27 de abril de 2010

Sobre amor e dor

Do calor, da saliva de cana, do barco à deriva enquanto, no fim da tarde, trabalhadores comemoram o morrer do sol. Da mulata de saia curta que atormenta o juízo masculino.  

Da cachaça de interior, que acompanha mandioca e sal a gosto. Do carrinho de sorvete que o moço empurra de chinelo surrado. Da igreja cheia de fiéis. Do momento em que um portão de fábrica se abre e todo mundo se liberta e cai no mundo e nos refúgios. Da fila de banco ou emprego. Da exposição de rostos tristes. Da luta por pão.

Porque a vida é simples, frágil, breve e única.

19 de abril de 2010

Espiando Florestan

Limpa o suor da testa com um lenço que retira do bolso do paletó. Miúdo, etíope, acena com o braço franzino para um táxi que não para. São Paulo nunca foi coisa pouca, mas agora está demais.
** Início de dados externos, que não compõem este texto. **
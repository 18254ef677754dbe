use std::fmt::Display;
use std::sync::{Mutex, PoisonError};

use tokio::sync::watch;
use tracing::trace;

use crate::error::Error;
use crate::util::interrupt::Interrupt;

#[derive(Debug, Clone, Copy, PartialEq, Eq, Hash)]
pub enum SubscriptionKind {
    Attributes,
    Rpc,
}

impl Display for SubscriptionKind {
    fn fmt(&self, f: &mut std::fmt::Formatter<'_>) -> std::fmt::Result {
        match self {
            SubscriptionKind::Attributes => f.write_str("attributes"),
            SubscriptionKind::Rpc => f.write_str("rpc"),
        }
    }
}

#[derive(Debug, Clone, Copy, PartialEq, Eq, Default)]
pub enum SubscriptionState {
    #[default]
    Inactive,
    Active,
    CleanupPending,
    Cleaned,
}

impl SubscriptionState {
    /// True while delivery may still happen
    pub fn is_live(&self) -> bool {
        matches!(
            self,
            SubscriptionState::Active | SubscriptionState::CleanupPending
        )
    }
}

#[derive(Debug, Clone, Copy, Default)]
struct Status {
    state: SubscriptionState,
    // callbacks currently running
    deliveries: usize,
}

impl Status {
    fn is_settled(&self) -> bool {
        !self.state.is_live() && self.deliveries == 0
    }
}

/// Lifecycle of one subscription kind within a session.
///
/// The state lives in a watch channel so that teardown can be awaited
/// instead of polled. It is kept together with the number of running
/// callbacks, a callback is only started while the subscription is active
/// and teardown is not complete until every started callback has returned.
///
/// The interrupt is replaced on every activation and handed to whatever
/// delivers messages for the subscription.
pub(crate) struct Subscription {
    kind: SubscriptionKind,
    status: watch::Sender<Status>,
    interrupt: Mutex<Interrupt>,
}

/// Marks a running callback, see [Subscription::deliver]
struct Delivery<'a>(&'a Subscription);

impl Drop for Delivery<'_> {
    fn drop(&mut self) {
        self.0.status.send_modify(|status| status.deliveries -= 1);
    }
}

impl Subscription {
    pub fn new(kind: SubscriptionKind) -> Self {
        let (status, _) = watch::channel(Status::default());
        Self {
            kind,
            status,
            interrupt: Mutex::new(Interrupt::new()),
        }
    }

    pub fn state(&self) -> SubscriptionState {
        self.status.borrow().state
    }

    /// Move to `Active`, running `install` as part of the same transition.
    ///
    /// Fails with [Error::AlreadyActive] if the subscription is active or
    /// still tearing down, in which case `install` is not called.
    pub fn activate<F>(&self, install: F) -> Result<Interrupt, Error>
    where
        F: FnOnce(),
    {
        let mut interrupt = None;
        let activated = self.status.send_if_modified(|status| {
            if status.state.is_live() {
                return false;
            }
            install();
            let fresh = Interrupt::new();
            *self.interrupt.lock().unwrap_or_else(PoisonError::into_inner) = fresh.clone();
            interrupt = Some(fresh);
            status.state = SubscriptionState::Active;
            true
        });

        match interrupt {
            Some(interrupt) if activated => {
                trace!(kind = %self.kind, "subscription active");
                Ok(interrupt)
            }
            _ => Err(Error::AlreadyActive(self.kind)),
        }
    }

    /// Request teardown of an active subscription and signal its interrupt.
    ///
    /// Returns false if there was nothing to tear down.
    pub fn request_teardown(&self) -> bool {
        let requested = self.status.send_if_modified(|status| {
            if status.state == SubscriptionState::Active {
                status.state = SubscriptionState::CleanupPending;
                true
            } else {
                false
            }
        });
        if requested {
            trace!(kind = %self.kind, "subscription cleanup pending");
            self.interrupt
                .lock()
                .unwrap_or_else(PoisonError::into_inner)
                .trigger();
        }
        requested
    }

    /// Run `callback` if the subscription is active.
    ///
    /// Teardown waits for the callback to return. A callback must therefore
    /// not wait on the unsubscribe of its own subscription, it can hand that
    /// to a task instead.
    pub fn deliver<F>(&self, callback: F) -> bool
    where
        F: FnOnce(),
    {
        let mut admitted = false;
        // starting a delivery settles nothing, no need to wake waiters
        self.status.send_if_modified(|status| {
            if status.state == SubscriptionState::Active {
                status.deliveries += 1;
                admitted = true;
            }
            false
        });
        if !admitted {
            return false;
        }

        let _delivery = Delivery(self);
        callback();
        true
    }

    /// Mark delivery as finished, releasing anyone blocked in
    /// [Subscription::wait_cleaned] once running callbacks return
    pub fn mark_cleaned(&self) {
        let cleaned = self.status.send_if_modified(|status| {
            if status.state.is_live() {
                status.state = SubscriptionState::Cleaned;
                true
            } else {
                false
            }
        });
        if cleaned {
            trace!(kind = %self.kind, "subscription cleaned");
        }
    }

    /// Wait until no delivery is running for this subscription
    pub async fn wait_cleaned(&self) {
        let mut rx = self.status.subscribe();
        // the sender is owned by self so the channel cannot close under us
        let _ = rx.wait_for(Status::is_settled).await;
    }
}
use std::fmt::Display;
use std::ops::Deref;
use std::str::FromStr;
use thiserror::Error;

/// Device access token issued by the platform.
///
/// It is used verbatim as the MQTT username and as a (percent-encoded)
/// path segment of every authenticated HTTP endpoint. Any non-empty text
/// without control characters is accepted.
#[derive(Clone, PartialEq, Eq, Hash)]
pub struct AccessToken(String);

#[derive(Debug, Error)]
pub enum InvalidTokenError {
    #[error("access token cannot be empty")]
    Empty,

    #[error("access token contains invalid character {0:?}")]
    InvalidChar(char),
}

impl AccessToken {
    pub fn as_str(&self) -> &str {
        &self.0
    }
}

impl Deref for AccessToken {
    type Target = String;

    fn deref(&self) -> &Self::Target {
        &self.0
    }
}

impl Display for AccessToken {
    fn fmt(&self, f: &mut std::fmt::Formatter<'_>) -> std::fmt::Result {
        self.0.fmt(f)
    }
}

// Tokens are credentials, keep them out of debug logs
impl std::fmt::Debug for AccessToken {
    fn fmt(&self, f: &mut std::fmt::Formatter<'_>) -> std::fmt::Result {
        f.write_str("AccessToken(***)")
    }
}

impl TryFrom<String> for AccessToken {
    type Error = InvalidTokenError;

    fn try_from(value: String) -> Result<Self, Self::Error> {
        if value.is_empty() {
            return Err(InvalidTokenError::Empty);
        }
        if let Some(c) = value.chars().find(|c| c.is_control()) {
            return Err(InvalidTokenError::InvalidChar(c));
        }
        Ok(Self(value))
    }
}

impl FromStr for AccessToken {
    type Err = InvalidTokenError;

    fn from_str(s: &str) -> Result<Self, Self::Err> {
        s.to_owned().try_into()
    }
}

#[cfg(test)]
mod tests {
    use super::*;

    #[test]
    fn it_accepts_platform_tokens() {
        let token: AccessToken = "AvZTC8mOGSmKGdCF05Gx".parse().unwrap();
        assert_eq!(token.as_str(), "AvZTC8mOGSmKGdCF05Gx");
    }

    #[test]
    fn it_accepts_tokens_that_are_not_url_safe() {
        for raw in ["abc/def", "dev 01", "jeton-é?#"] {
            let token: AccessToken = raw.parse().unwrap();
            assert_eq!(token.as_str(), raw);
        }
    }

    #[test]
    fn it_rejects_empty_tokens_and_control_characters() {
        assert!(matches!(
            "".parse::<AccessToken>(),
            Err(InvalidTokenError::Empty)
        ));
        assert!(matches!(
            "abc\ndef".parse::<AccessToken>(),
            Err(InvalidTokenError::InvalidChar('\n'))
        ));
    }

    #[test]
    fn it_does_not_leak_the_token_in_debug_output() {
        let token: AccessToken = "secret".parse().unwrap();
        assert_eq!(format!("{token:?}"), "AccessToken(***)");
    }
}
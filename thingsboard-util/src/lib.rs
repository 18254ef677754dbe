pub mod http;
pub mod interrupt;
pub mod json;
pub mod types;
use serde::{Deserialize, Serialize};
use std::time::Duration;

use crate::util::json::{deserialize_duration_from_ms, serialize_duration_to_ms};
use crate::util::types::AccessToken;

/// Timing configuration for a session.
///
/// None of these values are mandated by the platform, they only bound how
/// long the session waits on the network.
#[derive(Clone, Debug, Deserialize, Serialize)]
#[serde(default)]
pub struct SessionConfig {
    /// Maximum time to wait for a single HTTP request or for the MQTT
    /// handshake to complete. Long-poll requests get their poll timeout
    /// added on top of this.
    #[serde(
        deserialize_with = "deserialize_duration_from_ms",
        serialize_with = "serialize_duration_to_ms"
    )]
    pub request_timeout: Duration,

    /// Delay between two long-poll attempts of an HTTP subscription
    #[serde(
        deserialize_with = "deserialize_duration_from_ms",
        serialize_with = "serialize_duration_to_ms"
    )]
    pub poll_interval: Duration,

    /// How long an MQTT attribute request or client RPC waits for its reply
    #[serde(
        deserialize_with = "deserialize_duration_from_ms",
        serialize_with = "serialize_duration_to_ms"
    )]
    pub reply_timeout: Duration,

    /// MQTT keep-alive interval
    #[serde(
        deserialize_with = "deserialize_duration_from_ms",
        serialize_with = "serialize_duration_to_ms"
    )]
    pub keep_alive: Duration,
}

impl Default for SessionConfig {
    fn default() -> Self {
        Self {
            request_timeout: Duration::from_millis(59_000),
            poll_interval: Duration::from_millis(3_000),
            reply_timeout: Duration::from_millis(1_000),
            keep_alive: Duration::from_secs(60),
        }
    }
}

/// Routing parameters stored by `connect`
#[derive(Clone, Debug)]
pub struct Connection {
    pub host: String,
    pub port: u16,
    pub token: AccessToken,
}

#[cfg(test)]
mod tests {
    use serde_json::json;

    use super::*;

    #[test]
    fn it_fills_missing_fields_with_defaults() {
        let config: SessionConfig =
            serde_json::from_value(json!({"poll_interval": 250})).unwrap();
        assert_eq!(config.poll_interval, Duration::from_millis(250));
        assert_eq!(config.reply_timeout, Duration::from_secs(1));
        assert_eq!(config.request_timeout, Duration::from_secs(59));
        assert_eq!(config.keep_alive, Duration::from_secs(60));
    }
}
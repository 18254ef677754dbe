use tracing::{info, warn};
use tracing_subscriber::{
    EnvFilter,
    fmt::{self, format::FmtSpan},
    layer::SubscriberExt,
    util::SubscriberInitExt,
};

mod cli;

use thingsboard_client as client;

use crate::cli::Cli;
use crate::client::{AttributesQuery, Session, SessionConfig, code_of};

fn initialize_tracing() {
    // Initialize tracing subscriber for human-readable logs
    tracing_subscriber::registry()
        .with(
            // Use some log defaults. These can be overriden using
            // RUST_LOG
            EnvFilter::try_from_default_env().unwrap_or(
                EnvFilter::default()
                    .add_directive("debug".parse().unwrap())
                    .add_directive("hyper=error".parse().unwrap())
                    .add_directive("hyper_util=error".parse().unwrap())
                    .add_directive("reqwest=info".parse().unwrap())
                    .add_directive("rumqttc=warn".parse().unwrap()),
            ),
        )
        .with(
            fmt::layer()
                .with_writer(std::io::stderr)
                .with_span_events(FmtSpan::CLOSE)
                .event_format(fmt::format().compact().with_target(false).without_time()),
        )
        .init();
}

fn session_config(cli: &Cli) -> SessionConfig {
    let defaults = SessionConfig::default();
    SessionConfig {
        request_timeout: cli.request_timeout.unwrap_or(defaults.request_timeout),
        poll_interval: cli.poll_interval.unwrap_or(defaults.poll_interval),
        reply_timeout: cli.reply_timeout.unwrap_or(defaults.reply_timeout),
        ..defaults
    }
}

#[tokio::main]
async fn main() -> anyhow::Result<()> {
    initialize_tracing();

    let cli = cli::parse();

    let session = Session::with_config(cli.transport, session_config(&cli))?;
    info!(transport = %cli.transport, "session initialized");

    session
        .connect(&cli.host, cli.port, &cli.access_token)
        .await?;

    let res = session
        .send_telemetry(r#"{"temperature":50}"#, None)
        .await;
    info!(code = %code_of(&res), "published telemetry");

    let res = session.publish_attributes(r#"{"temperature":50}"#).await;
    info!(code = %code_of(&res), "published attributes");

    let query = AttributesQuery::default().shared_keys("firmwareVersion,targetFirmware");
    let res = session
        .request_attributes(5, &query, |_, body| {
            info!(body, "attribute request response")
        })
        .await;
    info!(code = %code_of(&res), "requested attributes");

    let res = session
        .claim_device(cli.claim_secret.as_deref(), -1)
        .await;
    info!(code = %code_of(&res), "claimed device");

    let res = session
        .subscribe_rpc(cli.subscribe_timeout, |session, body, id| {
            info!(id, body, "rpc request");
            let session = session.clone();
            tokio::spawn(async move {
                let _ = session.rpc_reply(id, r#"{"response":"OK"}"#).await;
            });
        })
        .await;
    info!(code = %code_of(&res), "subscribed to rpc");

    let res = session
        .subscribe_attributes(cli.subscribe_timeout, |_, body| {
            info!(body, "attribute update")
        })
        .await;
    info!(code = %code_of(&res), "subscribed to attributes");

    let res = session
        .rpc_send(1, "getTemperature", "param:value", |_, body| {
            info!(body, "rpc response")
        })
        .await;
    info!(code = %code_of(&res), "sent rpc");

    tokio::select! {
        res = tokio::signal::ctrl_c() => {
            if let Err(e) = res {
                warn!("failed to listen for ctrl-c: {e}");
            }
            info!("interrupted, shutting down");
        }
        _ = session.wait_idle() => {
            info!("no active subscriptions left");
        }
    }

    let res = session.unsubscribe_rpc().await;
    info!(code = %code_of(&res), "unsubscribed from rpc");

    let res = session.unsubscribe_attributes().await;
    info!(code = %code_of(&res), "unsubscribed from attributes");

    if let (Some(key), Some(secret)) = (&cli.provision_key, &cli.provision_secret) {
        let res = session.provision_device(key, secret).await;
        info!(code = %code_of(&res), "provisioned device");
    }

    let res = session
        .claim_device(cli.claim_secret.as_deref(), -1)
        .await;
    info!(code = %code_of(&res), "claimed device");

    let res = session.disconnect().await;
    info!(code = %code_of(&res), "disconnected");

    session.cleanup().await;

    Ok(())
}
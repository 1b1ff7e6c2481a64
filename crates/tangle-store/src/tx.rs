//! Caller-facing transaction surface.
//!
//! A transaction is an identified batch of file writes, applied all-or-
//! nothing through the WAL-backed writer. The serialized form is what UI
//! shells queue and hand across process boundaries.

use std::path::Path;

use serde::{Deserialize, Serialize};
use tracing::info;

use crate::error::Result;
use crate::wal::WriteOp;
use crate::writer::write_files;

/// An identified all-or-nothing batch of file writes.
#[derive(Debug, Clone, PartialEq, Eq, Serialize, Deserialize)]
pub struct Transaction {
    pub id: String,
    pub operations: Vec<WriteOp>,
}

impl Transaction {
    pub fn new(id: impl Into<String>, operations: Vec<WriteOp>) -> Self {
        Self { id: id.into(), operations }
    }
}

/// Serialize a transaction for queueing or transport.
pub fn serialize_tx(tx: &Transaction) -> Result<String> {
    Ok(serde_json::to_string(tx)?)
}

/// Deserialize a transaction from its JSON form.
pub fn deserialize_tx(data: &str) -> Result<Transaction> {
    Ok(serde_json::from_str(data)?)
}

/// Durably apply a transaction's writes as one unit.
pub async fn apply_transaction(root: &Path, tx: &Transaction) -> Result<()> {
    info!(id = %tx.id, ops = tx.operations.len(), "applying transaction");
    write_files(root, &tx.operations).await
}
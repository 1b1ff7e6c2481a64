//! Local file-system implementation of the core [`FsAdapter`] contract.

use std::path::{Path, PathBuf};
use std::time::UNIX_EPOCH;

use async_trait::async_trait;
use tokio::fs;

use tangle_core::{CoreError, FileStat, FsAdapter};

/// Tokio-backed adapter for a local graph directory.
#[derive(Debug, Default, Clone)]
pub struct TokioFsAdapter;

impl TokioFsAdapter {
    pub fn new() -> Self {
        Self
    }
}

#[async_trait]
impl FsAdapter for TokioFsAdapter {
    async fn list_files(&self, dir: &Path) -> tangle_core::Result<Vec<PathBuf>> {
        let mut out = Vec::new();
        let mut dirs = vec![dir.to_path_buf()];
        while let Some(current) = dirs.pop() {
            let mut entries = fs::read_dir(&current).await?;
            while let Some(entry) = entries.next_entry().await? {
                if entry.file_name().to_string_lossy().starts_with('.') {
                    continue;
                }
                let path = entry.path();
                if entry.file_type().await?.is_dir() {
                    dirs.push(path);
                } else if let Ok(rel) = path.strip_prefix(dir) {
                    out.push(rel.to_path_buf());
                }
            }
        }
        out.sort();
        Ok(out)
    }

    async fn read_file(&self, path: &Path) -> tangle_core::Result<String> {
        Ok(fs::read_to_string(path).await?)
    }

    async fn stat(&self, path: &Path) -> tangle_core::Result<FileStat> {
        let meta = fs::metadata(path).await?;
        let mtime_ms = meta
            .modified()
            .map_err(CoreError::Io)?
            .duration_since(UNIX_EPOCH)
            .map(|d| d.as_millis() as u64)
            .unwrap_or(0);
        Ok(FileStat { mtime_ms, size: meta.len() })
    }
}
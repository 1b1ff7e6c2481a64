//! Outline parser and serializer.
//!
//! Turns raw file text into a [`Page`] plus an ordered block tree, and turns
//! a block tree back into the same outline format. Parsing is a total, pure
//! function: malformed input degrades to best-effort block extraction, it
//! never fails.
//!
//! Format, line by line:
//! - `key:: value` before any block line sets a page property; the `title`
//!   property overrides the file-stem default title.
//! - `<indent>- <rest>` is a block. A leading `id:: <token>` inside `<rest>`
//!   declares the block id; otherwise one is synthesized as `<stem>-<n>`.
//!   Nesting comes from indentation depth.
//! - Anything else is ignored.

use std::path::Path;
use std::sync::LazyLock;

use regex::Regex;

use crate::types::{Block, Link, Page};

static PROPERTY_REGEX: LazyLock<Regex> =
    LazyLock::new(|| Regex::new(r"^([A-Za-z0-9_-]+)::\s*(.+)$").expect("property regex"));

static BLOCK_REGEX: LazyLock<Regex> =
    LazyLock::new(|| Regex::new(r"^(\s*)-\s+(.*)$").expect("block regex"));

static BLOCK_ID_REGEX: LazyLock<Regex> =
    LazyLock::new(|| Regex::new(r"^id::\s*(\S+)\s*(.*)$").expect("block id regex"));

static PAGE_LINK_REGEX: LazyLock<Regex> =
    LazyLock::new(|| Regex::new(r"\[\[([^\]]+)\]\]").expect("page link regex"));

static BLOCK_LINK_REGEX: LazyLock<Regex> =
    LazyLock::new(|| Regex::new(r"\(\(([^)]+)\)\)").expect("block link regex"));

/// A page together with its blocks in document order.
#[derive(Debug, Clone, PartialEq, Eq)]
pub struct ParsedPage {
    pub page: Page,
    pub blocks: Vec<Block>,
}

/// Extract every `[[page]]` and `((block-id))` occurrence from block text.
pub fn extract_links(text: &str) -> Vec<Link> {
    let mut links = Vec::new();
    for cap in PAGE_LINK_REGEX.captures_iter(text) {
        links.push(Link::Page { page: cap[1].to_string() });
    }
    for cap in BLOCK_LINK_REGEX.captures_iter(text) {
        links.push(Link::Block { block_id: cap[1].to_string() });
    }
    links
}

fn file_stem(path: &str) -> String {
    Path::new(path)
        .file_stem()
        .and_then(|s| s.to_str())
        .unwrap_or(path)
        .to_string()
}

/// Parse one outline file into a page and its block tree.
pub fn parse_page(path: &str, content: &str) -> ParsedPage {
    let stem = file_stem(path);
    let mut title = stem.clone();
    let mut blocks: Vec<Block> = Vec::new();
    // (indent, block id) pairs along the current branch.
    let mut stack: Vec<(usize, String)> = Vec::new();
    let mut counter = 0usize;

    for raw in content.lines() {
        let line = raw.trim_end_matches('\r');
        if line.trim().is_empty() {
            continue;
        }
        if !line.trim_start().starts_with('-') {
            if let Some(prop) = PROPERTY_REGEX.captures(line) {
                if &prop[1] == "title" && blocks.is_empty() {
                    title = prop[2].trim().to_string();
                }
            }
            continue;
        }
        let Some(m) = BLOCK_REGEX.captures(line) else {
            continue;
        };
        let indent = m[1].len();
        let mut text = m[2].to_string();
        let id = match BLOCK_ID_REGEX.captures(&text) {
            Some(idm) => {
                let id = idm[1].to_string();
                text = idm[2].to_string();
                id
            }
            None => {
                counter += 1;
                format!("{stem}-{counter}")
            }
        };
        let links = extract_links(&text);
        while stack.last().is_some_and(|(top, _)| indent <= *top) {
            stack.pop();
        }
        let parent_id = stack.last().map(|(_, id)| id.clone());
        blocks.push(Block {
            id: id.clone(),
            page_id: String::new(),
            parent_id,
            text: text.trim().to_string(),
            links,
        });
        stack.push((indent, id));
    }

    for block in &mut blocks {
        block.page_id = title.clone();
    }
    let page = Page { id: title.clone(), title, path: path.to_string() };
    ParsedPage { page, blocks }
}

/// Serialize a parsed page back to outline text.
///
/// Emits `title:: <title>` followed by the block tree, two spaces of indent
/// per depth, every block carrying an explicit `id::` so a later parse keeps
/// the same identities.
pub fn page_to_markdown(parsed: &ParsedPage) -> String {
    let mut lines = vec![format!("title:: {}", parsed.page.title)];
    emit_children(&parsed.blocks, None, 0, &mut lines);
    lines.join("\n")
}

fn emit_children(blocks: &[Block], parent: Option<&str>, depth: usize, lines: &mut Vec<String>) {
    for block in blocks.iter().filter(|b| b.parent_id.as_deref() == parent) {
        let prefix = "  ".repeat(depth);
        if block.text.is_empty() {
            lines.push(format!("{prefix}- id:: {}", block.id));
        } else {
            lines.push(format!("{prefix}- id:: {} {}", block.id, block.text));
        }
        emit_children(blocks, Some(&block.id), depth + 1, lines);
    }
}

#[cfg(test)]
mod tests {
    use super::*;

    #[test]
    fn parses_title_property_and_nested_blocks() {
        let parsed = parse_page("alpha.md", "title:: Alpha\n- id:: a1 one\n  - id:: a2 two");
        assert_eq!(parsed.page.title, "Alpha");
        assert_eq!(parsed.page.id, "Alpha");
        assert_eq!(parsed.blocks.len(), 2);
        assert_eq!(parsed.blocks[0].id, "a1");
        assert_eq!(parsed.blocks[0].text, "one");
        assert_eq!(parsed.blocks[0].parent_id, None);
        assert_eq!(parsed.blocks[1].id, "a2");
        assert_eq!(parsed.blocks[1].text, "two");
        assert_eq!(parsed.blocks[1].parent_id.as_deref(), Some("a1"));
        assert_eq!(parsed.blocks[1].page_id, "Alpha");
    }

    #[test]
    fn title_defaults_to_file_stem() {
        let parsed = parse_page("notes/daily.md", "- first");
        assert_eq!(parsed.page.title, "daily");
        assert_eq!(parsed.blocks[0].id, "daily-1");
    }

    #[test]
    fn synthesizes_ids_only_for_blocks_without_one() {
        let parsed = parse_page("p.md", "- one\n- id:: x two\n- three");
        let ids: Vec<_> = parsed.blocks.iter().map(|b| b.id.as_str()).collect();
        assert_eq!(ids, vec!["p-1", "x", "p-2"]);
    }

    #[test]
    fn extracts_every_link_occurrence() {
        let parsed = parse_page("p.md", "- see [[Alpha]] and [[Beta]] plus ((b1)) ((b2))");
        assert_eq!(
            parsed.blocks[0].links,
            vec![
                Link::Page { page: "Alpha".into() },
                Link::Page { page: "Beta".into() },
                Link::Block { block_id: "b1".into() },
                Link::Block { block_id: "b2".into() },
            ]
        );
    }

    #[test]
    fn sibling_after_dedent_attaches_to_grandparent() {
        let content = "- id:: a root\n  - id:: b child\n    - id:: c grandchild\n  - id:: d sibling";
        let parsed = parse_page("p.md", content);
        let parent_of = |id: &str| {
            parsed
                .blocks
                .iter()
                .find(|b| b.id == id)
                .and_then(|b| b.parent_id.clone())
        };
        assert_eq!(parent_of("b").as_deref(), Some("a"));
        assert_eq!(parent_of("c").as_deref(), Some("b"));
        assert_eq!(parent_of("d").as_deref(), Some("a"));
    }

    #[test]
    fn malformed_indentation_degrades_to_root_block() {
        // A deeper first line has nothing to attach to.
        let parsed = parse_page("p.md", "      - id:: deep floating\n- id:: top root");
        assert_eq!(parsed.blocks[0].parent_id, None);
        assert_eq!(parsed.blocks[1].parent_id, None);
    }

    #[test]
    fn ignores_blank_and_unrecognized_lines() {
        let parsed = parse_page("p.md", "\nsome prose\nkey:: value\n\n- id:: a real");
        assert_eq!(parsed.blocks.len(), 1);
        assert_eq!(parsed.blocks[0].id, "a");
    }

    #[test]
    fn round_trips_through_markdown() {
        let content = "title:: Trip\n- id:: a one [[Alpha]]\n  - id:: b two\n    - id:: c three\n- id:: d four ((a))";
        let parsed = parse_page("trip.md", content);
        let rendered = page_to_markdown(&parsed);
        let reparsed = parse_page("trip.md", &rendered);
        assert_eq!(parsed.page.title, reparsed.page.title);
        assert_eq!(parsed.blocks, reparsed.blocks);
    }

    #[test]
    fn serializes_empty_text_without_trailing_space() {
        let parsed = parse_page("p.md", "- id:: empty");
        assert_eq!(page_to_markdown(&parsed), "title:: p\n- id:: empty");
    }
}
//! Shared data model for the outline graph.
//!
//! A graph is a directory of outline files. Each file backs exactly one
//! [`Page`], and each page is an ordered tree of [`Block`]s. Links between
//! pages and blocks are derived from block text, never stored separately, so
//! every index over them is rebuildable from the files alone.

use serde::{Deserialize, Serialize};

/// Key prefix for page-level targets and root child lists.
pub const PAGE_PREFIX: &str = "page:";
/// Key prefix for block-level targets and child lists.
pub const BLOCK_PREFIX: &str = "block:";

/// One graph node backed by exactly one file, identified by its title.
#[derive(Debug, Clone, PartialEq, Eq, Serialize, Deserialize)]
pub struct Page {
    /// Identity of the page; equal to its title.
    pub id: String,
    /// Display title, from a `title::` property or the file name.
    pub title: String,
    /// Path of the backing file, relative to the graph root.
    pub path: String,
}

/// An inline reference extracted from block text.
#[derive(Debug, Clone, PartialEq, Eq, Serialize, Deserialize)]
#[serde(tag = "type", rename_all = "lowercase")]
pub enum Link {
    /// `[[Some Page]]` reference to a page title.
    Page { page: String },
    /// `((block-id))` reference to a block id.
    Block {
        #[serde(rename = "blockId")]
        block_id: String,
    },
}

impl Link {
    /// Index key for the link target: `page:<title>` or `block:<id>`.
    pub fn target_key(&self) -> String {
        match self {
            Link::Page { page } => format!("{PAGE_PREFIX}{page}"),
            Link::Block { block_id } => format!("{BLOCK_PREFIX}{block_id}"),
        }
    }
}

/// One outline node within a page.
///
/// Sibling order is positional (the order blocks appear in parse output and
/// in children lists), not a field on the block itself.
#[derive(Debug, Clone, PartialEq, Eq, Serialize, Deserialize)]
pub struct Block {
    /// Stable id, either declared with `id::` in source or synthesized as
    /// `<file-stem>-<n>` on first parse.
    pub id: String,
    /// Title of the owning page.
    #[serde(rename = "pageId")]
    pub page_id: String,
    /// Parent block id, or `None` for a top-level block. A non-null parent
    /// always belongs to the same page.
    #[serde(rename = "parentId")]
    pub parent_id: Option<String>,
    /// Trimmed body text.
    pub text: String,
    /// All links extracted from the text: every page link, then every
    /// block link.
    pub links: Vec<Link>,
}

/// Derived record: some block references the keyed page or block.
#[derive(Debug, Clone, PartialEq, Eq, Serialize, Deserialize)]
pub struct Backlink {
    /// Page the referencing block lives on.
    #[serde(rename = "sourcePage")]
    pub source_page: String,
    /// The referencing block, when known.
    #[serde(rename = "sourceBlockId", default, skip_serializing_if = "Option::is_none")]
    pub source_block_id: Option<String>,
}

/// Result of a substring search over the read index or sidecar index.
#[derive(Debug, Clone, Default, PartialEq, Eq, Serialize, Deserialize)]
pub struct SearchResult {
    /// Pages whose title contains the query (case-insensitive).
    pub pages: Vec<Page>,
    /// Blocks whose text contains the query (case-insensitive).
    pub blocks: Vec<Block>,
}

/// Children-list / backlink key for a parent: the page root for top-level
/// blocks, otherwise the parent block.
pub fn parent_key(page_id: &str, parent_id: Option<&str>) -> String {
    match parent_id {
        Some(id) => format!("{BLOCK_PREFIX}{id}"),
        None => format!("{PAGE_PREFIX}{page_id}"),
    }
}

/// Children-list key for a block's own children.
pub fn block_key(id: &str) -> String {
    format!("{BLOCK_PREFIX}{id}")
}

#[cfg(test)]
mod tests {
    use super::*;

    #[test]
    fn link_target_keys() {
        let page = Link::Page { page: "Alpha".into() };
        let block = Link::Block { block_id: "b-1".into() };
        assert_eq!(page.target_key(), "page:Alpha");
        assert_eq!(block.target_key(), "block:b-1");
    }

    #[test]
    fn parent_key_distinguishes_roots() {
        assert_eq!(parent_key("Alpha", None), "page:Alpha");
        assert_eq!(parent_key("Alpha", Some("b-1")), "block:b-1");
    }
}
Dessa vez, sou eu que estou no quarto. Aqui de cima, do terceiro andar, o vejo pela janela a uma distância de mais de 40 anos.

Transporto-o dali e o coloco sentado à mesa de um bar. Ele saboreia alguns tira-gostos, puxa um papel de boca e escreve: "Ninguém fala ou cala coisas por acaso".

Então fecho a cortina e me deito. Tiro-o do bar, porque já basta. Ligo a TV, outra janela, troco canais e vejo que ali dentro tudo é mais colorido. Não ao acaso. Como também não é o cinza lá da rua, onde Fernandes, finalmente, consegue um táxi.

16 de abril de 2010

Espiando Weber

Vejo-o pela porta e espero algum movimento. Estático, ele não se move e parece incomodado.

Max faz alguns rodeios. Se com o corpo não acerta o compasso, produz pensamentos que não erram o tempo. Tornam-se atemporais também por isso. Busca uma caneta e escreve: "Neutro é quem já se decidiu pelo mais forte".

Na ponta dos pés, para que ninguém ouça o barulho de minhas ideias, apresso em sair. Um século depois, penso nesse povo que remonta os fatos e a história de maneira fria, sempre em cima do muro. E me vem à mente um sem-número de jornais e a nossa imprensa.

13 de abril de 2010

Espiando Dostoiévski

Abro a porta e o vejo em pé, de costas, olhando o céu pesado do inverno russo. Usa roupas escuras, um casaco que lhe encobre por inteiro e um chapéu. Minutos depois, caminha para o lado da sala onde está a mesa de trabalho, cheia de papeis.

Pensativo, limpa parte da mesa e escreve: "Às vezes, o homem prefere o sofrimento à paixão". E Fiódor repete a frase em voz alta. 

Quase 200 anos depois, fecho a porta e desço a escada que me leva à rua, de onde não deveria ter saído. Porque palavras, juntas, têm o poder de um exército.

10 de abril de 2010

Amor de digitígrado

Sempre cabe um abraço nos pelos da Duda, seja dia, noite ou madrugada, quente ou frio, sol ou chuva. Ela me acolhe com a língua no rosto, encostando-se em meu peito. Tudo bem que me empurra para fora da cama e nunca entrega sua bolinha, por mais que eu peça.

Objetos, mais espaço? Não preciso, porque a tenho e isso é tudo.

5 de abril de 2010

Espiando Voltaire

Abro a porta e o vejo com um riso tímido, como se lembranças boas estivessem em sua cabeça: a última cartada, a última música, o último livro, a última ideia. François-Marie pega uma caneta e escreve: "Todas as riquezas do mundo não valem um bom amigo". Simples assim, numa frase, o resumo de tudo.

Dois séculos depois, fecho a porta e saio, na ponta dos pés, pensando nos amigos que tenho. E sinto saudade das brincadeiras, do futebol até tarde da noite, dos pés sujos de rua, da infância. Anos que foram embora, soltos, com a certeza de não mais voltarem, mas que ficarão presos na memória para sempre.